Personal information
- Full name: Andrew Best Weir
- Date of birth: 15 November 1937
- Place of birth: Paisley, Scotland
- Date of death: 1992 (aged 54–55)
- Height: 1.68 m (5 ft 6 in)
- Position: Winger

Senior career*
- Years: Team / Apps / (Gls)
- Arthurlie
- 1957–1968: Motherwell / 202 / (44)

International career
- 1959–1960: Scotland / 6 / (1)
- 1959–1960: Scotland U23 / 3 / (0)
- 1960: Scottish Football League XI / 1 / (0)
- 1962: SFA trial v SFL / 1 / (0)

= Andy Weir (footballer) =

Scottish footballer

Andrew Best Weir (15 November 1937 – 1992) was a Scottish footballer who played as a winger for Motherwell and the Scotland national team. He earned a total of six caps for Scotland and scored his only goal on his debut, a 3–2 win against West Germany in 1959. His final international appearance was against Turkey in 1960.

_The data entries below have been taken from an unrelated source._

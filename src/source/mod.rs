//! Sample sources
//!
//! A session has exactly one producer, either a live sensor feed or a
//! replayed trace. Both push samples into the broadcast hub as they are
//! produced and run until the session cancels them.

pub mod live;
pub mod replay;
pub mod sensor;
pub mod simulated;

pub use live::{LiveSettings, LiveSource};
pub use replay::{ReplayClock, ReplaySource};
pub use sensor::{NoSensor, SensorLink, HEART_RATE_MEASUREMENT_UUID, HEART_RATE_SERVICE_UUID};
pub use simulated::{SimulatedSensor, Waveform};

use crate::error::Result;
use crate::hub::BroadcastHub;
use crate::trace::Recording;

/// The session's producer
pub enum SampleSource<L: SensorLink> {
    /// Sensor notification feed
    Live(LiveSource<L>),
    /// Recorded trace played back in a loop
    Replay(ReplaySource),
}

impl<L: SensorLink> SampleSource<L> {
    /// Produce samples into `hub` until cancelled or a fatal error occurs
    pub async fn run(&mut self, hub: &BroadcastHub) -> Result<()> {
        match self {
            SampleSource::Live(source) => source.run(hub).await,
            SampleSource::Replay(source) => source.run(hub).await,
        }
    }

    /// Release the producer; live sources write their recording here
    pub fn finish(&mut self) -> Result<Option<Recording>> {
        match self {
            SampleSource::Live(source) => source.finish(),
            SampleSource::Replay(_) => Ok(None),
        }
    }

    /// Short name of the variant, for logs
    pub fn kind(&self) -> &'static str {
        match self {
            SampleSource::Live(_) => "live",
            SampleSource::Replay(_) => "replay",
        }
    }
}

Weir developed meningitis in 1961 which led to him being in a coma for five days in Ruchill Hospital, it was said that "only his high level of physical fitness helped him shake off the illness and survive". A back injury shortly afterwards led to the end of his career. Despite 10 years at Motherwell which saw him score 57 major competition goals in 272 games, Weir was not given a benefit match; however fans of the club held a dance in his name and presented him with a "thank you" cheque worth, in his words "a lot of money".

Weir had nine children with his wife Margaret, and continued to stay in Ferguslie Park in Paisley before moving to Elderslie in the 1970s where he died on 11 May 1992, having been in poor health for some years.